• [What to produce]: What you return must match every record word for word.
***** Data section
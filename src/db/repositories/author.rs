//! Author repository
//!
//! Database operations for authors.
//!
//! This module provides:
//! - `AuthorRepository` trait defining the interface for author data access
//! - `SqlxAuthorRepository` implementing the trait for SQLite

use crate::db::query::{fetch_page, CompiledQuery, Field, SearchableEntity};
use crate::models::Author;
use crate::search::Page;
use anyhow::{Context, Result};
use async_trait::async_trait;
use chrono::Utc;
use sqlx::{sqlite::SqliteRow, Row, SqliteConnection};
use std::sync::Arc;

/// Author repository trait
#[async_trait]
pub trait AuthorRepository: Send + Sync {
    /// Insert a new author; timestamps are assigned here
    async fn create(&self, conn: &mut SqliteConnection, author: &Author) -> Result<Author>;

    async fn read_by_id(&self, conn: &mut SqliteConnection, id: i64) -> Result<Option<Author>>;

    async fn read_by_name(&self, conn: &mut SqliteConnection, name: &str) -> Result<Option<Author>>;

    /// Author of the given news item
    async fn read_by_news_id(
        &self,
        conn: &mut SqliteConnection,
        news_id: i64,
    ) -> Result<Option<Author>>;

    async fn exists_by_id(&self, conn: &mut SqliteConnection, id: i64) -> Result<bool>;

    /// Persist the name and refresh `updated_at`
    async fn update(&self, conn: &mut SqliteConnection, author: &Author) -> Result<Author>;

    /// Returns false when no row was deleted
    async fn delete_by_id(&self, conn: &mut SqliteConnection, id: i64) -> Result<bool>;

    async fn search(&self, conn: &mut SqliteConnection, query: &CompiledQuery) -> Result<Page<Author>>;
}

/// SQLx-based author repository implementation
#[derive(Debug, Default, Clone, Copy)]
pub struct SqlxAuthorRepository;

impl SqlxAuthorRepository {
    pub fn new() -> Self {
        Self
    }

    /// Create a boxed repository for use with dependency injection
    pub fn boxed() -> Arc<dyn AuthorRepository> {
        Arc::new(Self::new())
    }
}

impl SearchableEntity for Author {
    const TABLE: &'static str = "authors";
    const COLUMNS: &'static str = "id, name, created_at, updated_at";
    const FIELDS: &'static [(&'static str, Field)] = &[
        ("id", Field::integer("id")),
        ("name", Field::text("name")),
        ("createdDate", Field::timestamp("created_at")),
        ("lastUpdatedDate", Field::timestamp("updated_at")),
    ];

    fn from_row(row: &SqliteRow) -> Result<Self> {
        row_to_author_sqlite(row)
    }
}

#[async_trait]
impl AuthorRepository for SqlxAuthorRepository {
    async fn create(&self, conn: &mut SqliteConnection, author: &Author) -> Result<Author> {
        let now = Utc::now();

        let result = sqlx::query(
            r#"
            INSERT INTO authors (name, created_at, updated_at)
            VALUES (?, ?, ?)
            "#,
        )
        .bind(&author.name)
        .bind(now)
        .bind(now)
        .execute(&mut *conn)
        .await
        .context("Failed to create author")?;

        Ok(Author {
            id: result.last_insert_rowid(),
            name: author.name.clone(),
            created_at: now,
            updated_at: now,
        })
    }

    async fn read_by_id(&self, conn: &mut SqliteConnection, id: i64) -> Result<Option<Author>> {
        let row = sqlx::query(
            r#"
            SELECT id, name, created_at, updated_at
            FROM authors
            WHERE id = ?
            "#,
        )
        .bind(id)
        .fetch_optional(&mut *conn)
        .await
        .context("Failed to get author by ID")?;

        row.as_ref().map(row_to_author_sqlite).transpose()
    }

    async fn read_by_name(&self, conn: &mut SqliteConnection, name: &str) -> Result<Option<Author>> {
        let row = sqlx::query(
            r#"
            SELECT id, name, created_at, updated_at
            FROM authors
            WHERE name = ?
            "#,
        )
        .bind(name)
        .fetch_optional(&mut *conn)
        .await
        .context("Failed to get author by name")?;

        row.as_ref().map(row_to_author_sqlite).transpose()
    }

    async fn read_by_news_id(
        &self,
        conn: &mut SqliteConnection,
        news_id: i64,
    ) -> Result<Option<Author>> {
        let row = sqlx::query(
            r#"
            SELECT a.id, a.name, a.created_at, a.updated_at
            FROM authors a
            INNER JOIN news n ON n.author_id = a.id
            WHERE n.id = ?
            "#,
        )
        .bind(news_id)
        .fetch_optional(&mut *conn)
        .await
        .context("Failed to get author by news ID")?;

        row.as_ref().map(row_to_author_sqlite).transpose()
    }

    async fn exists_by_id(&self, conn: &mut SqliteConnection, id: i64) -> Result<bool> {
        let row = sqlx::query("SELECT COUNT(*) as count FROM authors WHERE id = ?")
            .bind(id)
            .fetch_one(&mut *conn)
            .await
            .context("Failed to check author existence")?;

        let count: i64 = row.get("count");
        Ok(count > 0)
    }

    async fn update(&self, conn: &mut SqliteConnection, author: &Author) -> Result<Author> {
        let now = Utc::now();

        sqlx::query(
            r#"
            UPDATE authors
            SET name = ?, updated_at = ?
            WHERE id = ?
            "#,
        )
        .bind(&author.name)
        .bind(now)
        .bind(author.id)
        .execute(&mut *conn)
        .await
        .context("Failed to update author")?;

        Ok(Author {
            updated_at: now,
            ..author.clone()
        })
    }

    async fn delete_by_id(&self, conn: &mut SqliteConnection, id: i64) -> Result<bool> {
        let result = sqlx::query("DELETE FROM authors WHERE id = ?")
            .bind(id)
            .execute(&mut *conn)
            .await
            .context("Failed to delete author")?;

        Ok(result.rows_affected() > 0)
    }

    async fn search(&self, conn: &mut SqliteConnection, query: &CompiledQuery) -> Result<Page<Author>> {
        fetch_page(conn, query).await
    }
}

fn row_to_author_sqlite(row: &SqliteRow) -> Result<Author> {
    Ok(Author {
        id: row.try_get("id")?,
        name: row.try_get("name")?,
        created_at: row.try_get("created_at")?,
        updated_at: row.try_get("updated_at")?,
    })
}
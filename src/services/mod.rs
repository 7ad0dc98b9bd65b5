//! Services layer - Business logic
//!
//! One service per aggregate. Payloads arrive already validated (see
//! `validation`). Services are responsible for:
//! - Running each mutating operation in one transaction
//! - Translating missing rows and constraint violations into `ServiceError`

pub mod author;
pub mod comment;
pub mod error;
pub mod news;
pub mod tag;
pub mod validation;

pub use author::AuthorService;
pub use comment::CommentService;
pub use error::{FieldError, ServiceError, ServiceErrorCode};
pub use news::NewsService;
pub use tag::TagService;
**********
• [Response to this task]:
filename src/db/repositories/author.rs
//! Author repository
//!
//! Database operations for authors.
//!
//! This module provides:
//! - `AuthorRepository` trait defining the interface for author data access
//! - `SqlxAuthorRepository` implementing the trait for SQLite

use crate::db::query::{fetch_page, CompiledQuery, Field, SearchableEntity};
use crate::models::Author;
use crate::search::Page;
use anyhow::{Context, Result};
use async_trait::async_trait;
use chrono::Utc;
use sqlx::{sqlite::SqliteRow, Row, SqliteConnection};
use std::sync::Arc;

/// Author repository trait
#[async_trait]
pub trait AuthorRepository: Send + Sync {
    /// Insert a new author; timestamps are assigned here
    async fn create(&self, conn: &mut SqliteConnection, author: &Author) -> Result<Author>;

    async fn read_by_id(&self, conn: &mut SqliteConnection, id: i64) -> Result<Option<Author>>;

    async fn read_by_name(&self, conn: &mut SqliteConnection, name: &str) -> Result<Option<Author>>;

    /// Author of the given news item
    async fn read_by_news_id(
        &self,
        conn: &mut SqliteConnection,
        news_id: i64,
    ) -> Result<Option<Author>>;

    async fn exists_by_id(&self, conn: &mut SqliteConnection, id: i64) -> Result<bool>;

    /// Persist the name and refresh `updated_at`
    async fn update(&self, conn: &mut SqliteConnection, author: &Author) -> Result<Author>;

    /// Returns false when no row was deleted
    async fn delete_by_id(&self, conn: &mut SqliteConnection, id: i64) -> Result<bool>;

    async fn search(&self, conn: &mut SqliteConnection, query: &CompiledQuery) -> Result<Page<Author>>;
}

/// SQLx-based author repository implementation
#[derive(Debug, Default, Clone, Copy)]
pub struct SqlxAuthorRepository;

impl SqlxAuthorRepository {
    pub fn new() -> Self {
        Self
    }

    /// Create a boxed repository for use with dependency injection
    pub fn boxed() -> Arc<dyn AuthorRepository> {
        Arc::new(Self::new())
    }
}

impl SearchableEntity for Author {
    const TABLE: &'static str = "authors";
    const COLUMNS: &'static str = "id, name, created_at, updated_at";
    const FIELDS: &'static [(&'static str, Field)] = &[
        ("id", Field::integer("id")),
        ("name", Field::text("name")),
        ("createdDate", Field::timestamp("created_at")),
        ("lastUpdatedDate", Field::timestamp("updated_at")),
    ];

    fn from_row(row: &SqliteRow) -> Result<Self> {
        row_to_author_sqlite(row)
    }
}

#[async_trait]
impl AuthorRepository for SqlxAuthorRepository {
    async fn create(&self, conn: &mut SqliteConnection, author: &Author) -> Result<Author> {
        let now = Utc::now();

        let result = sqlx::query(
            r#"
            INSERT INTO authors (name, created_at, updated_at)
            VALUES (?, ?, ?)
            "#,
        )
        .bind(&author.name)
        .bind(now)
        .bind(now)
        .execute(&mut *conn)
        .await
        .context("Failed to create author")?;

        Ok(Author {
            id: result.last_insert_rowid(),
            name: author.name.clone(),
            created_at: now,
            updated_at: now,
        })
    }

    async fn read_by_id(&self, conn: &mut SqliteConnection, id: i64) -> Result<Option<Author>> {
        let row = sqlx::query(
            r#"
            SELECT id, name, created_at, updated_at
            FROM authors
            WHERE id = ?
            "#,
        )
        .bind(id)
        .fetch_optional(&mut *conn)
        .await
        .context("Failed to get author by ID")?;

        row.as_ref().map(row_to_author_sqlite).transpose()
    }

    async fn read_by_name(&self, conn: &mut SqliteConnection, name: &str) -> Result<Option<Author>> {
        let row = sqlx::query(
            r#"
            SELECT id, name, created_at, updated_at
            FROM authors
            WHERE name = ?
            "#,
        )
        .bind(name)
        .fetch_optional(&mut *conn)
        .await
        .context("Failed to get author by name")?;

        row.as_ref().map(row_to_author_sqlite).transpose()
    }

    async fn read_by_news_id(
        &self,
        conn: &mut SqliteConnection,
        news_id: i64,
    ) -> Result<Option<Author>> {
        let row = sqlx::query(
            r#"
            SELECT a.id, a.name, a.created_at, a.updated_at
            FROM authors a
            INNER JOIN news n ON n.author_id = a.id
            WHERE n.id = ?
            "#,
        )
        .bind(news_id)
        .fetch_optional(&mut *conn)
        .await
        .context("Failed to get author by news ID")?;

        row.as_ref().map(row_to_author_sqlite).transpose()
    }

    async fn exists_by_id(&self, conn: &mut SqliteConnection, id: i64) -> Result<bool> {
        let row = sqlx::query("SELECT COUNT(*) as count FROM authors WHERE id = ?")
            .bind(id)
            .fetch_one(&mut *conn)
            .await
            .context("Failed to check author existence")?;

        let count: i64 = row.get("count");
        Ok(count > 0)
    }

    async fn update(&self, conn: &mut SqliteConnection, author: &Author) -> Result<Author> {
        let now = Utc::now();

        sqlx::query(
            r#"
            UPDATE authors
            SET name = ?, updated_at = ?
            WHERE id = ?
            "#,
        )
        .bind(&author.name)
        .bind(now)
        .bind(author.id)
        .execute(&mut *conn)
        .await
        .context("Failed to update author")?;

        Ok(Author {
            updated_at: now,
            ..author.clone()
        })
    }

    async fn delete_by_id(&self, conn: &mut SqliteConnection, id: i64) -> Result<bool> {
        let result = sqlx::query("DELETE FROM authors WHERE id = ?")
            .bind(id)
            .execute(&mut *conn)
            .await
            .context("Failed to delete author")?;

        Ok(result.rows_affected() > 0)
    }

    async fn search(&self, conn: &mut SqliteConnection, query: &CompiledQuery) -> Result<Page<Author>> {
        fetch_page(conn, query).await
    }
}

fn row_to_author_sqlite(row: &SqliteRow) -> Result<Author> {
    Ok(Author {
        id: row.try_get("id")?,
        name: row.try_get("name")?,
        created_at: row.try_get("created_at")?,
        updated_at: row.try_get("updated_at")?,
    })
}
filename src/services/mod.rs
repository 7ad0dc98b9bd65b5
//! Services layer - Business logic
//!
//! One service per aggregate. Payloads arrive already validated (see
//! `validation`). Services are responsible for:
//! - Running each mutating operation in one transaction
//! - Translating missing rows and constraint violations into `ServiceError`

pub mod author;
pub mod comment;
pub mod error;
pub mod news;
pub mod tag;
pub mod validation;

pub use author::AuthorService;
pub use comment::CommentService;
pub use error::{FieldError, ServiceError, ServiceErrorCode};
pub use news::NewsService;
pub use tag::TagService;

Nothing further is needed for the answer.